Chap. 67. L’aile gauche, dans cette journée, était formée par les Scirites, qui, toujours séparés des Lacédémoniens, font un corps distinct. Parmi eux étaient les compagnons d’armes de Brasidas dans la Thrace littorale, et avec ceux-ci les Néodamodes. Venaient ensuite les Lacédémoniens, distribués en lochos, et près d’eux étaient les Arcadiens, d’abord les Héréens, ensuite les Ménaliens ; et à l’aile droite, les Tégéates avec quelques Lacédémoniens, placés à l’extrémité. Leur cavalerie flanquait les deux ailes. C’est dans cet ordre qu’était rangée l’armée lacédémonienne.

Dans celle de leurs ennemis, les Mantinéens occupaient la droite, parce que le combat se donnait sur leur territoire. Près d’eux se trouvaient des Arcadiens alliés ; ensuite les mille hommes d’élite d’Argos, à qui leur république fournissait depuis long-temps à ses frais les moyens de s’exercer ; ils avaient à côté d’eux le reste des Argiens ; ensuite venaient leurs alliés les Cléonéens et les Ornéates ; enfin les Athéniens, qui formaient l’extrémité de l’aile gauche, ayant avec eux la cavalerie de leur pays.

Chap. 68. Tels étaient l’ordonnance et l’appareil des deux armées, dont la plus nombreuse était évidemment celle de Lacédémone.

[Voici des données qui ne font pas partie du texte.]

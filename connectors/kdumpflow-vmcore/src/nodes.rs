/*!
Memory nodes, their zones and the kernel's name.
*/

use dataview::PodMethods;
use log::{debug, info};

use kdumpflow_core::error::Result;
use kdumpflow_core::kernel::{LayoutTable, Utsname, ZoneInfo};
use kdumpflow_core::mem::SourceMemory;

/// Zones when the kernel does not export `pglist_data.nr_zones`.
pub const DEFAULT_NR_ZONES: u64 = 4;

/// Offset of `name` in `struct uts_namespace` before it was exported.
pub const DEFAULT_UTS_NAME_OFFSET: u64 = 4;

/// Addresses of the `pglist_data` of every online node.
fn node_pgdats<S: SourceMemory>(source: &mut S, table: &LayoutTable) -> Result<Vec<(u32, u64)>> {
    let word = table.word_size();
    if let Some(node_data) = table.symbol("node_data") {
        let nr_nodes = table.length("node_data").unwrap_or(1);
        let online = match table.symbol("node_online_map") {
            Some(map) => source.virt_read_ulong(map, word)?,
            None => u64::MAX,
        };
        let mut pgdats = Vec::new();
        for node in 0..nr_nodes.min(word * 8) {
            if online & (1 << node) == 0 {
                continue;
            }
            let pgdat = source.virt_read_ulong(node_data + node * word, word)?;
            if pgdat != 0 {
                pgdats.push((node as u32, pgdat));
            }
        }
        Ok(pgdats)
    } else {
        Ok(vec![(0, table.require_symbol("contig_page_data")?)])
    }
}

/// Enumerates the populated zones of every node.
pub fn zones<S: SourceMemory>(source: &mut S, table: &LayoutTable) -> Result<Vec<ZoneInfo>> {
    let off_node_zones = table.require_offset("pglist_data.node_zones")?;
    let size_zone = table.require_size("zone")?;
    let off_spanned = table.require_offset("zone.spanned_pages")?;
    let word = table.word_size();

    let mut zones = Vec::new();
    for (node, pgdat) in node_pgdats(source, table)? {
        let nr_zones = match table.offset("pglist_data.nr_zones") {
            Some(off) => source.virt_read_u32(pgdat + off)? as u64,
            None => table.length("pglist_data.node_zones").unwrap_or(DEFAULT_NR_ZONES),
        };
        for index in 0..nr_zones {
            let address = pgdat + off_node_zones + index * size_zone;
            let spanned_pages = source.virt_read_ulong(address + off_spanned, word)?;
            if spanned_pages == 0 {
                continue;
            }
            debug!("node {} zone {} at {:x}: {:x} pages", node, index, address, spanned_pages);
            zones.push(ZoneInfo {
                node,
                index: index as u32,
                address,
                spanned_pages,
            });
        }
    }
    info!("{} populated zones", zones.len());
    Ok(zones)
}

/// Reads `init_uts_ns.name`.
pub fn utsname<S: SourceMemory>(source: &mut S, table: &LayoutTable) -> Result<Utsname> {
    let ns = table.require_symbol("init_uts_ns")?;
    let off = table.offset("uts_namespace.name").unwrap_or(DEFAULT_UTS_NAME_OFFSET);
    let mut uts = Utsname::default();
    source.virt_read_raw_into(ns + off, uts.as_bytes_mut())?;
    Ok(uts)
}
/*!
Locating the page descriptor arrays of the crashed kernel.

The kernel keeps `struct page` either in one flat array (FLATMEM), in per
section arrays found through `mem_section` (SPARSEMEM, with a second level
of indirection for SPARSEMEM_EXTREME), or in the virtually contiguous
`vmemmap` (SPARSEMEM_VMEMMAP).
*/

use log::{debug, info};

use kdumpflow_core::error::{Error, ErrorKind, ErrorOrigin, Result};
use kdumpflow_core::kernel::LayoutTable;
use kdumpflow_core::mem::{MemMapSegment, MemMapTable, SourceMemory};
use kdumpflow_core::types::{divideup, Pfn};

pub const DEFAULT_SECTION_SIZE_BITS: u64 = 27;
pub const DEFAULT_MAX_PHYSMEM_BITS: u64 = 46;
/// `VMEMMAP_START` of 4-level paging kernels without randomization.
pub const DEFAULT_VMEMMAP_START: u64 = 0xffff_ea00_0000_0000;

pub const SECTION_HAS_MEM_MAP: u64 = 1 << 1;
/// Low bits of `section_mem_map` that carry flags.
pub const SECTION_MAP_FLAGS: u64 = 0x1f;

#[derive(Copy, Clone, Debug, PartialEq, Eq)]
pub enum MemoryModel {
    Flatmem,
    Sparsemem,
    SparsememExtreme,
    SparsememVmemmap,
}

/// Section geometry of a SPARSEMEM kernel.
#[derive(Copy, Clone, Debug, PartialEq, Eq)]
pub struct SectionLayout {
    pub mem_section: u64,
    pub size_mem_section: u64,
    pub off_section_mem_map: u64,
    pub pages_per_section: u64,
    pub nr_mem_sections: u64,
    pub sections_per_root: u64,
    pub word_size: u64,
}

impl SectionLayout {
    pub fn from_table(table: &LayoutTable, page_size: u64) -> Result<Self> {
        let (section_bits, physmem_bits) = section_bits(table);
        let page_shift = page_size.trailing_zeros() as u64;
        if section_bits < page_shift || physmem_bits < section_bits {
            return Err(Error(ErrorOrigin::MemoryMap, ErrorKind::InvalidHeader).log_error(format!(
                "section size bits {} with physmem bits {}",
                section_bits, physmem_bits
            )));
        }

        let size_mem_section = table.require_size("mem_section")?;
        let nr_mem_sections = 1 << (physmem_bits - section_bits);
        let sections_per_root = match table.length("mem_section") {
            Some(roots) if roots < nr_mem_sections => page_size / size_mem_section,
            _ => 1,
        };

        Ok(Self {
            mem_section: table.require_symbol("mem_section")?,
            size_mem_section,
            off_section_mem_map: table.require_offset("mem_section.section_mem_map")?,
            pages_per_section: 1 << (section_bits - page_shift),
            nr_mem_sections,
            sections_per_root,
            word_size: table.word_size(),
        })
    }

    pub fn is_extreme(&self) -> bool {
        self.sections_per_root > 1
    }

    /// Address of the `struct mem_section` of `nr`, if its root is allocated.
    fn section_address<S: SourceMemory>(&self, source: &mut S, nr: u64) -> Result<Option<u64>> {
        if !self.is_extreme() {
            return Ok(Some(self.mem_section + nr * self.size_mem_section));
        }
        let root = nr / self.sections_per_root;
        let root_addr = source.virt_read_ulong(self.mem_section + root * self.word_size, self.word_size)?;
        if root_addr == 0 {
            return Ok(None);
        }
        Ok(Some(root_addr + (nr % self.sections_per_root) * self.size_mem_section))
    }
}

fn section_bits(table: &LayoutTable) -> (u64, u64) {
    let section_bits = table
        .number("SECTION_SIZE_BITS")
        .map(|n| n as u64)
        .unwrap_or(DEFAULT_SECTION_SIZE_BITS);
    let physmem_bits = table
        .number("MAX_PHYSMEM_BITS")
        .map(|n| n as u64)
        .unwrap_or(DEFAULT_MAX_PHYSMEM_BITS);
    (section_bits, physmem_bits)
}

/// Picks the memory model the VMCOREINFO table describes.
///
/// With SPARSEMEM_EXTREME `mem_section` has fewer roots than sections.
pub fn detect(table: &LayoutTable) -> Result<MemoryModel> {
    let model = if table.symbol("mem_section").is_some() {
        let (section_bits, physmem_bits) = section_bits(table);
        match table.length("mem_section") {
            Some(roots) if physmem_bits >= section_bits && roots < 1 << (physmem_bits - section_bits) => {
                MemoryModel::SparsememExtreme
            }
            _ => MemoryModel::Sparsemem,
        }
    } else if table.symbol("mem_map").is_some() {
        MemoryModel::Flatmem
    } else if table.symbol("vmemmap_base").is_some() || table.number("VMEMMAP_START").is_some() {
        MemoryModel::SparsememVmemmap
    } else {
        return Err(Error(ErrorOrigin::MemoryMap, ErrorKind::MissingSymbol)
            .log_error("the kernel exports neither mem_section, mem_map nor vmemmap"));
    };
    info!("memory model: {:?}", model);
    Ok(model)
}

/// Reads the descriptor array locations for every page frame below
/// `max_mapnr`.
pub fn build_mem_map<S: SourceMemory>(
    source: &mut S,
    table: &LayoutTable,
    model: MemoryModel,
) -> Result<MemMapTable> {
    let info = source.info().clone();
    let max_mapnr = info.max_mapnr;
    let word_size = table.word_size();

    let mem_map = match model {
        MemoryModel::Flatmem => {
            let mem_map = source.virt_read_ulong(table.require_symbol("mem_map")?, word_size)?;
            MemMapTable::flat(max_mapnr, mem_map)
        }
        MemoryModel::SparsememVmemmap => {
            let vmemmap = match table.symbol("vmemmap_base") {
                Some(sym) => source.virt_read_ulong(sym, word_size)?,
                None => table
                    .number("VMEMMAP_START")
                    .map(|n| n as u64)
                    .unwrap_or(DEFAULT_VMEMMAP_START),
            };
            let size_page = table.require_size("page")?;
            let shift = info.page_shift();
            let segments = info
                .loads
                .iter()
                .map(|l| {
                    let pfns = l.pfn_range(shift);
                    MemMapSegment {
                        pfn_start: pfns.start,
                        pfn_end: pfns.end,
                        mem_map: Some(vmemmap + pfns.start * size_page),
                    }
                })
                .collect();
            MemMapTable::from_unordered(segments, max_mapnr)?
        }
        MemoryModel::Sparsemem | MemoryModel::SparsememExtreme => {
            let layout = SectionLayout::from_table(table, info.page_size)?;
            let size_page = table.require_size("page")?;
            MemMapTable::from_unordered(read_sections(source, &layout, size_page, max_mapnr)?, max_mapnr)?
        }
    };
    debug!("mem_map:\n{:?}", mem_map);
    Ok(mem_map)
}

/// Decodes every section up to `max_mapnr`, merging neighbours with
/// contiguous descriptor arrays.
fn read_sections<S: SourceMemory>(
    source: &mut S,
    layout: &SectionLayout,
    size_page: u64,
    max_mapnr: Pfn,
) -> Result<Vec<MemMapSegment>> {
    let nr_sections = divideup(max_mapnr, layout.pages_per_section).min(layout.nr_mem_sections);
    let mut segments: Vec<MemMapSegment> = Vec::new();

    for nr in 0..nr_sections {
        let addr = match layout.section_address(source, nr)? {
            Some(addr) => addr,
            None => continue,
        };
        let coded = source.virt_read_ulong(addr + layout.off_section_mem_map, layout.word_size)?;
        if coded & SECTION_HAS_MEM_MAP == 0 {
            continue;
        }
        let pfn_start = nr * layout.pages_per_section;
        let pfn_end = (pfn_start + layout.pages_per_section).min(max_mapnr);
        // the kernel stores mem_map minus the section's first pfn
        let mem_map = (coded & !SECTION_MAP_FLAGS).wrapping_add(pfn_start.wrapping_mul(size_page));

        match segments.last_mut() {
            Some(last)
                if last.pfn_end == pfn_start
                    && last.mem_map.map(|m| m + (pfn_start - last.pfn_start) * size_page) == Some(mem_map) =>
            {
                last.pfn_end = pfn_end;
            }
            _ => segments.push(MemMapSegment {
                pfn_start,
                pfn_end,
                mem_map: Some(mem_map),
            }),
        }
    }
    info!("{} sections decoded into {} mem_map segments", nr_sections, segments.len());
    Ok(segments)
}

#[cfg(test)]
mod tests {
    use super::*;

    fn sparse_table(roots: u64) -> LayoutTable {
        LayoutTable::new()
            .with_symbol("mem_section", 0xffff_8880_0200_0000)
            .with_size("mem_section", 16)
            .with_offset("mem_section.section_mem_map", 0)
            .with_length("mem_section", roots)
            .with_number("SECTION_SIZE_BITS", 27)
            .with_number("MAX_PHYSMEM_BITS", 46)
    }

    #[test]
    fn detect_models() {
        assert_eq!(detect(&sparse_table(2048)).unwrap(), MemoryModel::SparsememExtreme);
        assert_eq!(detect(&sparse_table(1 << 19)).unwrap(), MemoryModel::Sparsemem);
        let flat = LayoutTable::new().with_symbol("mem_map", 0xffff_ffff_8200_0000);
        assert_eq!(detect(&flat).unwrap(), MemoryModel::Flatmem);
        let vmemmap = LayoutTable::new().with_symbol("vmemmap_base", 0xffff_ffff_8200_0000);
        assert_eq!(detect(&vmemmap).unwrap(), MemoryModel::SparsememVmemmap);
        assert!(detect(&LayoutTable::new()).is_err());
    }

    #[test]
    fn section_geometry() {
        let layout = SectionLayout::from_table(&sparse_table(2048), 0x1000).unwrap();
        assert_eq!(layout.pages_per_section, 0x8000);
        assert_eq!(layout.nr_mem_sections, 1 << 19);
        assert_eq!(layout.sections_per_root, 256);
        assert!(layout.is_extreme());

        let layout = SectionLayout::from_table(&sparse_table(1 << 19), 0x1000).unwrap();
        assert_eq!(layout.sections_per_root, 1);
    }
}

Au reste, je n’ai pu déterminer avec certitude quelles étaient les forces de toutes les nations ensemble, ou celles de chacune en particulier : fidèles à l’esprit mystérieux de leur politique, les Lacédémoniens se gardaient de faire connaître les leurs ; et quant à celles que s’attribuaient leurs ennemis, on ne peut guère y ajouter foi, à cause de cette jactance naturelle aux hommes, qui les porte à l’exagération. Néanmoins, par le calcul suivant, on pourra évaluer le nombre des Lacédémoniens qui se trouvèrent à cette journée. Sept lochos donnèrent, sans compter les Scirites, qui étaient au nombre de six cents. Chaque lochos avait quatre pentécostys, et la pentécostys, quatre énomoties. On combattait sur quatre de front dans chaque énomotie. Tous n’étaient pas rangés sur la même profondeur, mais comme le voulait chaque lochage. En général, ils étaient sur huit de profondeur. En tout, sans compter les Scirites, le premier rang avait quatre cent quarante-huit hommes.